De nouvelles recherches de l'Université du Minnesota et de la Boston University School of Public Health (BUSPH) montrent que les taux de mortalité pour les premiers adultes, ou les adultes âgés de 25 à 44 ans, ont fortement augmenté pendant la pandémie Covid-19 et restent plus élevés que prévu post-pandémique.
Des taux de mortalité accrus pendant la pandémie Covid-19 ont intensifié une tendance déjà négative pour les premiers adultes, qui a commencé vers 2010. Montez environ une décennie avant la pandémie.
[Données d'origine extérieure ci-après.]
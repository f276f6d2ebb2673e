use std::sync::Arc;

use tokio::sync::RwLock;

use crate::store::RecordStore;

/// Shared handle passed to every handler. The single lock covers all three
/// collections and the id generators.
#[derive(Clone)]
pub struct AppState {
    pub store: Arc<RwLock<RecordStore>>,
}

impl AppState {
    pub fn new(store: RecordStore) -> Self {
        Self {
            store: Arc::new(RwLock::new(store)),
        }
    }
}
Les chercheurs ont analysé les taux de mortalité entre 1999 et 2023. Publié dans Jama Network Openl'étude a révélé:
- Pour les premiers adultes, il y a eu un grand bond dans le taux de mortalité entre 2019 et 2021, qui sont considérés comme les principales années de pandémie. En 2023, le taux de mortalité est resté près de 20% plus élevé qu'en 2019.
- Les décès liés à la drogue sont la cause la plus importante de la mortalité excessive de 2023, par rapport à la mortalité qui aurait été attendue si les tendances avaient été poursuivies.
- D'autres causes importantes contributives ont été une variété de causes naturelles, notamment des causes cardiométaboliques et nutritionnelles, et une variété d'autres causes externes, y compris les décès du transport.
L'augmentation de la mort opiacée a été dévastatrice pour les Américains au début et au milieu de l'âge adulte. Ce à quoi nous ne nous attendions pas, c'est combien de causes de décès différentes ont vraiment augmenté pour ces premiers adultes. Ce sont des décès de drogues et d'alcool, mais ce sont aussi des collisions de voitures, ce sont des maladies circulatoires et métaboliques qui sont très différentes les unes des autres. Cela nous dit que ce n'est pas un problème simple à résoudre, mais quelque chose de plus large. »
Elizabeth Wrigley-Field, auteur principal et professeur agrégé à l'Université du Minnesota College of Liberal Arts and Institute for Social Research and Data Innovation
« Nos résultats soulignent le besoin urgent de politiques complètes pour aborder les facteurs structurels stimulant l'aggravation de la santé parmi les générations récentes de jeunes adultes », a déclaré le coauteur de l'étude Andrew Stokes, professeur agrégé de santé mondiale à Busph. « Les solutions peuvent inclure l'élargissement de l'accès aux aliments nutritifs, le renforcement des services sociaux et l'augmentation de la réglementation des industries qui affectent la santé publique. »
Les recherches futures exploreront les conséquences en cours de la pandémie Covid-19 et les tendances qui étaient déjà en place lors de son début.
Le financement a été fourni par le Eunice Kennedy Shriver National Institute of Child Health and Human Development, la Robert Wood Johnson Foundation, le National Institute on Aging, la WK Kellogg Foundation et le Minnesota Population Center.